▶ _What you will do_:
Give back all of the data, word for word.

▶ _Dataset content_:
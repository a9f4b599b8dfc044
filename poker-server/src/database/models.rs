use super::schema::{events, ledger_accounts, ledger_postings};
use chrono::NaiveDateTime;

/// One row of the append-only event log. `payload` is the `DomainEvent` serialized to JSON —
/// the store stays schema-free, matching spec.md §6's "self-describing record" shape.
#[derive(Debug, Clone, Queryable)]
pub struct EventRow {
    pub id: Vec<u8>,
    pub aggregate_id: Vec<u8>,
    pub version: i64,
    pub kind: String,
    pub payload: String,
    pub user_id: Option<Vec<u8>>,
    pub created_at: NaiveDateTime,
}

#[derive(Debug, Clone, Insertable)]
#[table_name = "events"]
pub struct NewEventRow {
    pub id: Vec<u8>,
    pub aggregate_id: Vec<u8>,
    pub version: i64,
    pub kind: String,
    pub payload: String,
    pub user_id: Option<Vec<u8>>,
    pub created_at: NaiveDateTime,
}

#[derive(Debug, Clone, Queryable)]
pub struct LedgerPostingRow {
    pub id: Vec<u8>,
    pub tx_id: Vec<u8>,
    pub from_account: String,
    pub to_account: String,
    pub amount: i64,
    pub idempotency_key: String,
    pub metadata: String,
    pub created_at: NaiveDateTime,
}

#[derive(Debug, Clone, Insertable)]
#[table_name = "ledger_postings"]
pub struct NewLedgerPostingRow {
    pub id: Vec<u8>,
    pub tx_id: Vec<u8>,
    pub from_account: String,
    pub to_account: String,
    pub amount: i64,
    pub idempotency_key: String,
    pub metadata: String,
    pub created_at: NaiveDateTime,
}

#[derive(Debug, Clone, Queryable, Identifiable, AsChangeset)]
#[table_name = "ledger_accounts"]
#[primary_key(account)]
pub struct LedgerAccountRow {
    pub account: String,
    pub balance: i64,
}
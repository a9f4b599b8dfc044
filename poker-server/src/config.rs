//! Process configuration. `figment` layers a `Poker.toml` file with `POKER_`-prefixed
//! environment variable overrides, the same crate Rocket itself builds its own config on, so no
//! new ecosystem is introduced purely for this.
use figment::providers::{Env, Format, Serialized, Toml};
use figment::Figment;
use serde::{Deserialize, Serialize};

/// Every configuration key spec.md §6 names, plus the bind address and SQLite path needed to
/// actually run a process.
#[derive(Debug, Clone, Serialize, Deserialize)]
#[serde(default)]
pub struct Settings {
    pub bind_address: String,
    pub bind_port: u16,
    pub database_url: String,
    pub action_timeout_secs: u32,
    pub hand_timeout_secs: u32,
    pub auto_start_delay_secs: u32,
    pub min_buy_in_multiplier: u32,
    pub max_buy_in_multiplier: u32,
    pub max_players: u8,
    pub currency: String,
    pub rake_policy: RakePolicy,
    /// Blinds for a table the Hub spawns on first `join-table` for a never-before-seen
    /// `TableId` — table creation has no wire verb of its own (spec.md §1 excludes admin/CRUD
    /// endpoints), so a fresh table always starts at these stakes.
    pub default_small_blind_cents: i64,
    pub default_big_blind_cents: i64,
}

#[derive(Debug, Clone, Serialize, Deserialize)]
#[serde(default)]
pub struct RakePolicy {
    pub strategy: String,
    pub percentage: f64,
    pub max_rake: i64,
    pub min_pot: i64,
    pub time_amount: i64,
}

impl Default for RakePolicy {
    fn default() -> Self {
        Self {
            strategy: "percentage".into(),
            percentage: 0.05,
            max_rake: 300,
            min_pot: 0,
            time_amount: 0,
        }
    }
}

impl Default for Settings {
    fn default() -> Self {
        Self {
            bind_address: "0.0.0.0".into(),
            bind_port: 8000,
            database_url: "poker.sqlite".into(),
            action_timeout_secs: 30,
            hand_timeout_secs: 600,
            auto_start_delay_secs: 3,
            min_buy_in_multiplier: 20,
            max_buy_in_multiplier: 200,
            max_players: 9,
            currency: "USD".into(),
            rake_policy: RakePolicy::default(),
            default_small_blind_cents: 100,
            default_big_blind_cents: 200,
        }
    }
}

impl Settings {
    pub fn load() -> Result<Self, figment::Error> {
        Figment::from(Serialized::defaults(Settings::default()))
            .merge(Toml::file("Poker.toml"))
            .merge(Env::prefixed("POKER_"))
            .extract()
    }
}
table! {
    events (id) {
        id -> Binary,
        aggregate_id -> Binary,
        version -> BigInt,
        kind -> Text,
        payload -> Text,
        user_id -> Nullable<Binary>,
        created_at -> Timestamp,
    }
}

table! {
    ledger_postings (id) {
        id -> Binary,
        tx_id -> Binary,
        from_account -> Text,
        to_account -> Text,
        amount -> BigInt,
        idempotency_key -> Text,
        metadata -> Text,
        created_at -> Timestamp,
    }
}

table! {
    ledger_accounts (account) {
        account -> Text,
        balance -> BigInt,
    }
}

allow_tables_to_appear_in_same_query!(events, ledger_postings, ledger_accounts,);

▶ _Task output_:
repository a9f4b599b8dfc044
filename poker-server/src/database/models.rs
use super::schema::{events, ledger_accounts, ledger_postings};
use chrono::NaiveDateTime;

/// One row of the append-only event log. `payload` is the `DomainEvent` serialized to JSON —
/// the store stays schema-free, matching spec.md §6's "self-describing record" shape.
#[derive(Debug, Clone, Queryable)]
pub struct EventRow {
    pub id: Vec<u8>,
    pub aggregate_id: Vec<u8>,
    pub version: i64,
    pub kind: String,
    pub payload: String,
    pub user_id: Option<Vec<u8>>,
    pub created_at: NaiveDateTime,
}

#[derive(Debug, Clone, Insertable)]
#[table_name = "events"]
pub struct NewEventRow {
    pub id: Vec<u8>,
    pub aggregate_id: Vec<u8>,
    pub version: i64,
    pub kind: String,
    pub payload: String,
    pub user_id: Option<Vec<u8>>,
    pub created_at: NaiveDateTime,
}

#[derive(Debug, Clone, Queryable)]
pub struct LedgerPostingRow {
    pub id: Vec<u8>,
    pub tx_id: Vec<u8>,
    pub from_account: String,
    pub to_account: String,
    pub amount: i64,
    pub idempotency_key: String,
    pub metadata: String,
    pub created_at: NaiveDateTime,
}

#[derive(Debug, Clone, Insertable)]
#[table_name = "ledger_postings"]
pub struct NewLedgerPostingRow {
    pub id: Vec<u8>,
    pub tx_id: Vec<u8>,
    pub from_account: String,
    pub to_account: String,
    pub amount: i64,
    pub idempotency_key: String,
    pub metadata: String,
    pub created_at: NaiveDateTime,
}

#[derive(Debug, Clone, Queryable, Identifiable, AsChangeset)]
#[table_name = "ledger_accounts"]
#[primary_key(account)]
pub struct LedgerAccountRow {
    pub account: String,
    pub balance: i64,
}
repository a9f4b599b8dfc044
filename poker-server/src/config.rs
//! Process configuration. `figment` layers a `Poker.toml` file with `POKER_`-prefixed
//! environment variable overrides, the same crate Rocket itself builds its own config on, so no
//! new ecosystem is introduced purely for this.
use figment::providers::{Env, Format, Serialized, Toml};
use figment::Figment;
use serde::{Deserialize, Serialize};

/// Every configuration key spec.md §6 names, plus the bind address and SQLite path needed to
/// actually run a process.
#[derive(Debug, Clone, Serialize, Deserialize)]
#[serde(default)]
pub struct Settings {
    pub bind_address: String,
    pub bind_port: u16,
    pub database_url: String,
    pub action_timeout_secs: u32,
    pub hand_timeout_secs: u32,
    pub auto_start_delay_secs: u32,
    pub min_buy_in_multiplier: u32,
    pub max_buy_in_multiplier: u32,
    pub max_players: u8,
    pub currency: String,
    pub rake_policy: RakePolicy,
    /// Blinds for a table the Hub spawns on first `join-table` for a never-before-seen
    /// `TableId` — table creation has no wire verb of its own (spec.md §1 excludes admin/CRUD
    /// endpoints), so a fresh table always starts at these stakes.
    pub default_small_blind_cents: i64,
    pub default_big_blind_cents: i64,
}

#[derive(Debug, Clone, Serialize, Deserialize)]
#[serde(default)]
pub struct RakePolicy {
    pub strategy: String,
    pub percentage: f64,
    pub max_rake: i64,
    pub min_pot: i64,
    pub time_amount: i64,
}

impl Default for RakePolicy {
    fn default() -> Self {
        Self {
            strategy: "percentage".into(),
            percentage: 0.05,
            max_rake: 300,
            min_pot: 0,
            time_amount: 0,
        }
    }
}

impl Default for Settings {
    fn default() -> Self {
        Self {
            bind_address: "0.0.0.0".into(),
            bind_port: 8000,
            database_url: "poker.sqlite".into(),
            action_timeout_secs: 30,
            hand_timeout_secs: 600,
            auto_start_delay_secs: 3,
            min_buy_in_multiplier: 20,
            max_buy_in_multiplier: 200,
            max_players: 9,
            currency: "USD".into(),
            rake_policy: RakePolicy::default(),
            default_small_blind_cents: 100,
            default_big_blind_cents: 200,
        }
    }
}

impl Settings {
    pub fn load() -> Result<Self, figment::Error> {
        Figment::from(Serialized::defaults(Settings::default()))
            .merge(Toml::file("Poker.toml"))
            .merge(Env::prefixed("POKER_"))
            .extract()
    }
}
table! {
    events (id) {
        id -> Binary,
        aggregate_id -> Binary,
        version -> BigInt,
        kind -> Text,
        payload -> Text,
        user_id -> Nullable<Binary>,
        created_at -> Timestamp,
    }
}

table! {
    ledger_postings (id) {
        id -> Binary,
        tx_id -> Binary,
        from_account -> Text,
        to_account -> Text,
        amount -> BigInt,
        idempotency_key -> Text,
        metadata -> Text,
        created_at -> Timestamp,
    }
}

table! {
    ledger_accounts (account) {
        account -> Text,
        balance -> BigInt,
    }
}

allow_tables_to_appear_in_same_query!(events, ledger_postings, ledger_accounts,);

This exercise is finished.